Carbon black is used to jump-start the degradation under intense light due to its ability to absorb radiation from ultraviolet (UV) all the way to infrared (IR), thereby converting more light into more heat. What makes it so hard to sort black plastics – black carbon’s near-infrared absorbance - thus makes this pigment the perfect catalyst for PS and PVC depolymerisation, themselves hard to recycle polymers.
PS depolymerisation
The team first developed the method for PS depolymerisation. They showed that carbon black facilitates localised heating under visible light, enabling selective depolymerisation of polystyrene into styrene monomer.
Using polystyrene-carbon black composites with 10% carbon black by weight, the method achieved up to 60% monomer yield under LED light. The process temperature did not exceed 150 C, much lower than the 395 C usually required to chemically recycle PS.
Under these same conditions, the researchers then turned to unmodified post-consumer black polystyrene samples, including PS foam, food containers, and coffee cup lids. No additional carbon black or metal catalysts were added to the process. The method successfully depolymerised eight black polystyrene plastics with up to 53% yield.
In addition, the team melt processed white or clear polystyrene samples with carbon black to achieve 5 weight percentage carbon black films. Under the same depolymerisation conditions, the method produced styrene with up to 54% yield.
To account for food contamination and impurities common in post-consumer waste, the researchers conducted photothermal depolymerisation of black PS foam in the presence of various food contaminants in 20 weight percentage concentration.
With sucrose contamination, monomer yields were almost identical to the uncontaminated sample. With canola oil and soy sauce contamination, yields lowered to 46%. With orange juice, to 37%.
Finally, the academics tested their method using sunlight as the sole irradiation source rather than LED lights. Using a Fresnel lens, they found PS foam fully depolymerised with 80% styrene yield after 5 minutes.
“The surprising thing, especially with the black polystyrene depolymerisation, is that they’ve been manufacturing these materials for decades and it seems no one recognised that this was possible,” said co-author Erin Stache, assistant professor of chemistry at Princeton. “Under ambient sunlight, the energy is not sufficient to break down these polymers. But if you increase the light intensity enough, then you start seeing the depolymerisation.”
PVC depolymerisation
Next, the lab adapted their method to PVC depolymerisation. PVC recycling is challenging, amongst other things, because when broken down it releases hydrochloric acid (HCl), a corrosive and toxic by-product.

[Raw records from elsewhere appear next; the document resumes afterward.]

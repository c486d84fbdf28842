//! Wiring the pipeline from configuration

use crate::pipeline::{Pipeline, PipelineSettings};
use anyhow::{bail, Context};
use std::path::PathBuf;
use std::sync::Arc;
use tracing::{info, warn};
use vitrine_core::{Embedder, ObjectDetector, VitrineConfig};
use vitrine_eye::models::ModelManager;
use vitrine_eye::{CategoryFilter, HttpFrameSource, VideoSampler, COCO_CLASSES};
use vitrine_index::{demo_catalog, load_catalog, SimilarityIndex};

pub fn settings_from(config: &VitrineConfig) -> PipelineSettings {
    PipelineSettings {
        top_k: config.pipeline.top_k,
        fetch_timeout: config.pipeline.fetch_timeout(),
        include_crops: config.pipeline.include_crops,
    }
}

pub fn category_filter(config: &VitrineConfig) -> CategoryFilter {
    let filter = CategoryFilter::new(&config.pipeline.product_categories);
    let unreachable = filter.unreachable(COCO_CLASSES);
    if !unreachable.is_empty() {
        warn!(
            "Categories the detector labels never produce: {}",
            unreachable.join(", ")
        );
    }
    filter
}

/// Build the similarity index from the configured catalog file, or the demo
/// catalog when none is set.
pub fn build_index(
    config: &VitrineConfig,
    embedder: Option<&dyn Embedder>,
) -> anyhow::Result<SimilarityIndex> {
    let dimension = config.catalog.embedding_dim;
    let entries = match &config.catalog.path {
        Some(path) => load_catalog(path, dimension, embedder)
            .with_context(|| format!("Failed to load catalog {:?}", path))?,
        None => {
            info!("No catalog configured, using the demo catalog");
            demo_catalog(dimension)?
        }
    };
    Ok(SimilarityIndex::build(entries, dimension)?)
}

async fn resolve_models(config: &VitrineConfig) -> anyhow::Result<(PathBuf, PathBuf)> {
    let models = &config.models;
    if models.auto_download {
        let manager = ModelManager::new(Arc::new(models.clone()));
        let detector = manager.get_detector_model().await?;
        let embedder = manager.get_embedder_model().await?;
        return Ok((detector, embedder));
    }

    let (detector, embedder) = (models.detector_path(), models.embedder_path());
    for path in [&detector, &embedder] {
        if !path.exists() {
            bail!(
                "Model file {:?} not found. Run `download-model all` or enable models.auto_download",
                path
            );
        }
    }
    Ok((detector, embedder))
}

#[cfg(feature = "onnx")]
fn load_models(
    config: &VitrineConfig,
    detector_path: &std::path::Path,
    embedder_path: &std::path::Path,
) -> anyhow::Result<(Arc<dyn ObjectDetector>, Arc<dyn Embedder>)> {
    use vitrine_eye::models::{ClipModel, YoloModel};
    use vitrine_eye::{ProductDetector, VisualEmbedder, YoloDecoder};

    let models = &config.models;
    let size = models.detector_input_size;
    let decoder = YoloDecoder::new(
        (size, size),
        models.confidence_threshold,
        models.nms_threshold,
    );

    let yolo = YoloModel::new(detector_path, decoder, models.intra_threads)?;
    let clip = ClipModel::new(embedder_path, models.intra_threads)?;

    let detector: Arc<dyn ObjectDetector> =
        Arc::new(ProductDetector::new(Arc::new(yolo), category_filter(config)));
    let embedder: Arc<dyn Embedder> =
        Arc::new(VisualEmbedder::new(Arc::new(clip), config.catalog.embedding_dim));
    Ok((detector, embedder))
}

#[cfg(not(feature = "onnx"))]
fn load_models(
    _config: &VitrineConfig,
    _detector_path: &std::path::Path,
    _embedder_path: &std::path::Path,
) -> anyhow::Result<(Arc<dyn ObjectDetector>, Arc<dyn Embedder>)> {
    bail!("vitrine-server was built without the `onnx` feature; no inference backend available")
}

/// Load models, catalog and frame source and assemble the pipeline.
pub async fn build_pipeline(config: &VitrineConfig) -> anyhow::Result<Pipeline> {
    info!("Loading models from {:?}", config.models.model_dir);
    let (detector_path, embedder_path) = resolve_models(config).await?;
    let (detector, embedder) = load_models(config, &detector_path, &embedder_path)?;
    info!("Models ready");

    let index = build_index(config, Some(embedder.as_ref()))?;
    info!("Catalog ready with {} products", index.len());

    let pipeline = &config.pipeline;
    let sampler = VideoSampler::new(&pipeline.ffmpeg_path, pipeline.sample_fps, pipeline.max_frames);
    let source = HttpFrameSource::new(sampler, pipeline.max_download_bytes)?;

    Ok(Pipeline::new(
        Arc::new(source),
        detector,
        embedder,
        Arc::new(index),
        settings_from(config),
    )?)
}
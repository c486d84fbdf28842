//! Transport encoding of crops

use base64::{engine::general_purpose::STANDARD, Engine as _};
use image::codecs::jpeg::JpegEncoder;
use image::{ImageError, RgbImage};

/// JPEG-encode `image` at `quality` (1-100) and wrap it in standard base64.
pub fn jpeg_base64(image: &RgbImage, quality: u8) -> Result<String, ImageError> {
    let mut buffer = Vec::new();
    JpegEncoder::new_with_quality(&mut buffer, quality.clamp(1, 100)).encode_image(image)?;
    Ok(STANDARD.encode(buffer))
}
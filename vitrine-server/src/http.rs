//! HTTP API

use crate::encoding::jpeg_base64;
use crate::pipeline::Pipeline;
use axum::extract::rejection::JsonRejection;
use axum::extract::State;
use axum::http::{HeaderValue, StatusCode};
use axum::response::{IntoResponse, Response};
use axum::routing::{get, post};
use axum::{Json, Router};
use serde::Serialize;
use std::sync::Arc;
use tower_http::cors::{AllowOrigin, Any, CorsLayer};
use tower_http::trace::TraceLayer;
use tracing::{error, warn};
use vitrine_core::{BoundingBox, Match, MatchResult, PipelineError, ProcessRequest};

/// Shared state of all handlers.
#[derive(Clone)]
pub struct ApiState {
    pub pipeline: Arc<Pipeline>,
    pub jpeg_quality: u8,
}

impl ApiState {
    pub fn new(pipeline: Arc<Pipeline>, jpeg_quality: u8) -> Self {
        Self {
            pipeline,
            jpeg_quality,
        }
    }
}

#[derive(Debug, Serialize)]
pub struct HealthResponse {
    pub status: String,
    pub version: String,
}

#[derive(Debug, Serialize)]
pub struct ErrorResponse {
    pub status: String,
    pub code: u16,
    pub kind: String,
    pub detail: String,
}

impl ErrorResponse {
    fn from_error(err: &PipelineError) -> Self {
        Self {
            status: "error".to_string(),
            code: err.status_code(),
            kind: err.kind().as_str().to_string(),
            detail: err.public_detail(),
        }
    }
}

#[derive(Debug, Serialize)]
pub struct ProcessResponse {
    pub status: String,
    pub results: Vec<ResultBody>,
}

#[derive(Debug, Serialize)]
pub struct ResultBody {
    pub object: String,
    pub confidence: f32,
    #[serde(skip_serializing_if = "Option::is_none")]
    pub bounding_box: Option<BoundingBox>,
    /// Base64 JPEG of the crop
    pub cropped_image: Option<String>,
    pub matches: Vec<Match>,
}

impl ResultBody {
    fn from_result(result: MatchResult, jpeg_quality: u8) -> Self {
        let cropped_image = result.cropped_image.and_then(|crop| {
            jpeg_base64(&crop, jpeg_quality)
                .map_err(|e| warn!("Failed to encode crop of {}: {}", result.object_category, e))
                .ok()
        });

        Self {
            object: result.object_category,
            confidence: result.confidence,
            bounding_box: result.bounding_box,
            cropped_image,
            matches: result.matches,
        }
    }
}

/// Pipeline failures rendered as `{status, code, kind, detail}`
pub struct ApiError(pub PipelineError);

impl IntoResponse for ApiError {
    fn into_response(self) -> Response {
        let status =
            StatusCode::from_u16(self.0.status_code()).unwrap_or(StatusCode::INTERNAL_SERVER_ERROR);
        (status, Json(ErrorResponse::from_error(&self.0))).into_response()
    }
}

impl From<PipelineError> for ApiError {
    fn from(err: PipelineError) -> Self {
        Self(err)
    }
}

/// CORS: permissive when no origins are configured, an allow-list otherwise.
pub fn cors_layer(origins: &[String]) -> CorsLayer {
    if origins.is_empty() {
        return CorsLayer::permissive();
    }

    let allowed: Vec<HeaderValue> = origins
        .iter()
        .filter_map(|origin| match HeaderValue::from_str(origin) {
            Ok(value) => Some(value),
            Err(_) => {
                warn!("Ignoring invalid CORS origin: {}", origin);
                None
            }
        })
        .collect();

    CorsLayer::new()
        .allow_origin(AllowOrigin::list(allowed))
        .allow_methods(Any)
        .allow_headers(Any)
}

/// Create HTTP router with all API routes
pub fn create_router(state: ApiState, cors_origins: &[String]) -> Router {
    Router::new()
        .route("/", get(health_handler))
        .route("/health", get(health_handler))
        .route("/api/process-instagram", post(process_handler))
        .layer(cors_layer(cors_origins))
        .layer(TraceLayer::new_for_http())
        .with_state(state)
}

async fn health_handler() -> impl IntoResponse {
    Json(HealthResponse {
        status: "ok".to_string(),
        version: env!("CARGO_PKG_VERSION").to_string(),
    })
}

async fn process_handler(
    State(state): State<ApiState>,
    payload: Result<Json<ProcessRequest>, JsonRejection>,
) -> Result<Json<ProcessResponse>, ApiError> {
    let Json(request) = payload.map_err(|rejection| {
        PipelineError::InvalidInput(format!("Invalid request body: {}", rejection.body_text()))
    })?;

    let results = state.pipeline.process(&request).await.map_err(|err| {
        if let PipelineError::Internal(cause) = &err {
            error!("Internal error for {}: {}", request.url, cause);
        }
        ApiError(err)
    })?;

    let results = results
        .into_iter()
        .map(|result| ResultBody::from_result(result, state.jpeg_quality))
        .collect();

    Ok(Json(ProcessResponse {
        status: "success".to_string(),
        results,
    }))
}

The team actually used this to its advantage, capturing the HCl released during photothermal degradation and using it to synthesise new valuable chemicals.
Using post-consumer PVC waste samples including pipes, containers, credit cards, tubes, and toy ducks, PVC upcycling with photothermally recycled styrene achieved 84% (1-chloroethyl)benzene under white LED light in one hour, and co-upcycling of PS and PVC achieved 42% yield under focused sunlight irradiation in just 4 minutes.
Subsequent nucleophilic substitution on the chloro-adduct formed 1-phenylethanol (a fragrance additive) and fendiline (a heart disease drug) in high yields.
“We used carbon black to initiate the thermal degradation of PVC, generate HCl with an acceptor for HCl that reacts to make an adduct,” Stache explained. “So you can basically access a new commodity chemical from the process. We take advantage of what is normally a bad process - the HCl - and add it to another commodity chemical, and then we get a new product.”
The team shared their findings in two papers: Recycling of Post-Consumer Waste Polystyrene Using Commercial Plastic Additives, published in ACS Central Science; and Upcycling Poly(vinyl chloride) and Polystyrene Plastics Using Photothermal Conversion, published in the Journal of the American Chemical Society.